Fıkıh kitaplarımızdaki bu ifade, çağımızda yeni ele alınan uzay hukukuna da ışık tutar.
Dünyamız, güneşin etrafında dönse de, güneş, dünyamızdan 1.300.000 (Bir milyon üç yüz bin) kat büyük olsa da o bir yıldızdır. Işık ve ısı kaynağıdır.
Dünya ise, içinde insan taşımaktadır.
Rabbimizin haberine göre dünyamızın, gökyüzünde olan yıldızların tamamı bizim için yaratılmıştır.
Meleklerin, Mü’minlere rahmet için, semadan indiği yerdir bu dünya.
Onun için kainatın/evrenin merkezi, dünyamızdır.
Ve uzay hukuku düzenlenirken uzay bilginleri, fizikçiler, matematikçiler, merkez olarak dünyayı, dünyadan da Ka’beyi merkez alarak, ülkelerin uzay sınırlarını da belirleyebilirler.

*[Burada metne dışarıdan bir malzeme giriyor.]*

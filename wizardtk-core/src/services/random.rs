// /////////////////////////////////////////////////////////////////////////////
// Wizard's Toolkit
// Copyright (c) 2025 A Bit of Help, Inc.
// SPDX-License-Identifier: BSD-3-Clause
// See LICENSE file in the project root.
// /////////////////////////////////////////////////////////////////////////////

//! # Random Source
//!
//! A hash-chained pseudo-random generator. Each draw hashes the current
//! reservoir forward to produce output and separately folds it forward to
//! the next reservoir, so observing output bytes never reveals the
//! reservoir that produced them. A process-wide secret seed, installed via
//! [`set_secret_key`], switches every subsequently acquired context into a
//! deterministic mode whose output is a pure function of the seed — used by
//! tests that need reproducible key/nonce material across runs.

use std::sync::OnceLock;
use std::time::{SystemTime, UNIX_EPOCH};

use parking_lot::Mutex;
use rand::{rngs::OsRng, TryRngCore};

use crate::error::{Result, WizardError};
use crate::services::hash::{HashAlgorithm, HashContext};
use crate::value_objects::ByteBuffer;

/// Environment variables whose file contents are folded into the entropy
/// pool on first draw, alongside OS entropy, a timestamp, and the process
/// id. Unset or unreadable entries are skipped.
const ENTROPY_PATH_VARS: [&str; 6] = [
    "WIZARD_RANDOM_PATH_1",
    "WIZARD_RANDOM_PATH_2",
    "WIZARD_RANDOM_PATH_3",
    "WIZARD_RANDOM_PATH_4",
    "WIZARD_RANDOM_PATH_5",
    "WIZARD_RANDOM_PATH_6",
];

static SECRET_SEED: OnceLock<Mutex<Option<u64>>> = OnceLock::new();

fn secret_seed_cell() -> &'static Mutex<Option<u64>> {
    SECRET_SEED.get_or_init(|| Mutex::new(None))
}

/// Installs a process-wide fixed seed: every [`RandomContext`] acquired
/// afterwards draws a byte-identical sequence across runs and processes.
pub fn set_secret_key(seed: u64) {
    *secret_seed_cell().lock() = Some(seed);
}

/// Clears a previously installed secret key, returning new contexts to
/// OS-entropy-backed nondeterministic mode.
pub fn clear_secret_key() {
    *secret_seed_cell().lock() = None;
}

fn current_secret_key() -> Option<u64> {
    *secret_seed_cell().lock()
}

#[derive(Debug, Clone, Copy, PartialEq, Eq)]
pub enum RandomMode {
    Nondeterministic,
    Seeded,
}

/// A hash-chained random byte source.
pub struct RandomContext {
    hash_algorithm: HashAlgorithm,
    reservoir: ByteBuffer,
    counter: u64,
    seed: Option<u64>,
}

impl RandomContext {
    /// Acquires a context primed against the current process-wide secret
    /// key (if any), or OS entropy otherwise. Defaults callers to SHA-256
    /// when no particular hash algorithm is required.
    pub fn acquire(hash_algorithm: HashAlgorithm) -> Result<Self> {
        let seed = current_secret_key();
        let reservoir = Self::prime_reservoir(hash_algorithm, seed)?;
        Ok(Self {
            hash_algorithm,
            reservoir,
            counter: 0,
            seed,
        })
    }

    pub fn mode(&self) -> RandomMode {
        if self.seed.is_some() {
            RandomMode::Seeded
        } else {
            RandomMode::Nondeterministic
        }
    }

    fn prime_reservoir(hash_algorithm: HashAlgorithm, seed: Option<u64>) -> Result<ByteBuffer> {
        match seed {
            Some(seed) => HashContext::digest_of(hash_algorithm, &seed.to_le_bytes()),
            None => {
                let mut pool = Vec::new();
                let nanos = SystemTime::now()
                    .duration_since(UNIX_EPOCH)
                    .map(|d| d.as_nanos())
                    .unwrap_or(0);
                pool.extend_from_slice(&nanos.to_le_bytes());
                pool.extend_from_slice(&(std::process::id() as u64).to_le_bytes());
                if let Ok(hostname) =
                    std::env::var("HOSTNAME").or_else(|_| std::env::var("COMPUTERNAME"))
                {
                    pool.extend_from_slice(hostname.as_bytes());
                }

                let mut os_entropy = vec![0u8; 32];
                OsRng
                    .try_fill_bytes(&mut os_entropy)
                    .map_err(|_| WizardError::random("OS entropy unavailable"))?;
                pool.extend_from_slice(&os_entropy);

                for var in ENTROPY_PATH_VARS {
                    if let Some(path) = std::env::var_os(var) {
                        if let Ok(contents) = std::fs::read(&path) {
                            pool.extend_from_slice(&contents);
                        }
                    }
                }

                HashContext::digest_of(hash_algorithm, &pool)
            }
        }
    }

    /// Draws one digest-sized block and advances the reservoir.
    fn next_block(&mut self) -> Result<Vec<u8>> {
        let mut input = self.reservoir.as_bytes().to_vec();
        input.extend_from_slice(&self.counter.to_be_bytes());
        self.counter = self.counter.wrapping_add(1);
        let block = HashContext::digest_of(self.hash_algorithm, &input)?;

        let mut next_reservoir = self.reservoir.as_bytes().to_vec();
        next_reservoir.extend_from_slice(block.as_bytes());
        self.reservoir = HashContext::digest_of(self.hash_algorithm, &next_reservoir)?;

        Ok(block.into_vec())
    }

    /// Produces a fresh key of exactly `n_bytes`.
    pub fn get_key(&mut self, n_bytes: usize) -> Result<ByteBuffer> {
        let mut out = Vec::with_capacity(n_bytes);
        while out.len() < n_bytes {
            let block = self.next_block()?;
            let take = (n_bytes - out.len()).min(block.len());
            out.extend_from_slice(&block[..take]);
        }
        Ok(ByteBuffer::from_vec(out))
    }

    /// Fills a fixed-size caller buffer in place.
    pub fn set_key(&mut self, output: &mut [u8]) -> Result<()> {
        let drawn = self.get_key(output.len())?;
        output.copy_from_slice(drawn.as_bytes());
        Ok(())
    }

    /// A uniform `f64` in `[0, 1)` built from a 53-bit mantissa assembled
    /// out of two 32-bit slices of freshly drawn bytes.
    pub fn get_value(&mut self) -> Result<f64> {
        let bytes = self.get_key(8)?;
        let raw = bytes.as_bytes();
        let hi = u32::from_be_bytes([raw[0], raw[1], raw[2], raw[3]]);
        let lo = u32::from_be_bytes([raw[4], raw[5], raw[6], raw[7]]);
        let mantissa = ((hi >> 5) as u64) << 26 | (lo >> 6) as u64;
        Ok(mantissa as f64 / (1u64 << 53) as f64)
    }
}

#[cfg(test)]
mod tests {
    use super::*;

    // `set_secret_key`/`clear_secret_key` mutate the process-global
    // `SECRET_SEED`, and cargo runs a crate's tests concurrently within one
    // binary. Every test below holds this guard for its whole body so the
    // global-state assertions can't interleave with another thread's
    // set/clear pair.
    static SEED_TEST_GUARD: Mutex<()> = Mutex::new(());

    #[test]
    fn seeded_mode_is_deterministic_across_independent_contexts() {
        let _guard = SEED_TEST_GUARD.lock();
        set_secret_key(0x5eed_c0de);
        let mut a = RandomContext::acquire(HashAlgorithm::Sha2_256).unwrap();
        let mut b = RandomContext::acquire(HashAlgorithm::Sha2_256).unwrap();
        assert_eq!(a.mode(), RandomMode::Seeded);
        let key_a = a.get_key(40).unwrap();
        let key_b = b.get_key(40).unwrap();
        assert_eq!(key_a, key_b);
        clear_secret_key();
    }

    #[test]
    fn output_never_repeats_a_prior_reservoir_byte_for_byte() {
        let _guard = SEED_TEST_GUARD.lock();
        set_secret_key(7);
        let mut ctx = RandomContext::acquire(HashAlgorithm::Sha2_256).unwrap();
        let first = ctx.get_key(32).unwrap();
        let second = ctx.get_key(32).unwrap();
        assert_ne!(first, second);
        clear_secret_key();
    }

    #[test]
    fn get_value_is_within_unit_interval() {
        let _guard = SEED_TEST_GUARD.lock();
        set_secret_key(99);
        let mut ctx = RandomContext::acquire(HashAlgorithm::Sha2_256).unwrap();
        for _ in 0..64 {
            let v = ctx.get_value().unwrap();
            assert!((0.0..1.0).contains(&v));
        }
        clear_secret_key();
    }

    #[test]
    fn nondeterministic_mode_is_reported_without_a_seed() {
        let _guard = SEED_TEST_GUARD.lock();
        clear_secret_key();
        let ctx = RandomContext::acquire(HashAlgorithm::Sha2_256).unwrap();
        assert_eq!(ctx.mode(), RandomMode::Nondeterministic);
    }
}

Kur’an-i Kerimde Rabbimiz: “Ey insanlar” buyururken muhatap bütün insanlıktır.
Fıkhımıza göre Camiler, dünyadaki tüm Müslümanların ortak malıdır.
Camilerimizin adı Kur’an ve Sünnette “Mescid” dir.
Yani Allah’a secde eden herkesin ortak malıdır.
Devletin, diyanetin veya imamın malı değildir.
Bütün peygamberlerin kurduğu şehirlerde merkeze mescid/cami koyulur.
Medine’deki Mescidi Nebevi örneğinde olduğu gibi.
İmam, Allah’ın temsilcisi değil, bütün Müslümanlar, bilgileri oranında Allah’ın dininin tebliğcisi, açıklayıcısı ve nasıl yaşanacağının örnek insanıdır.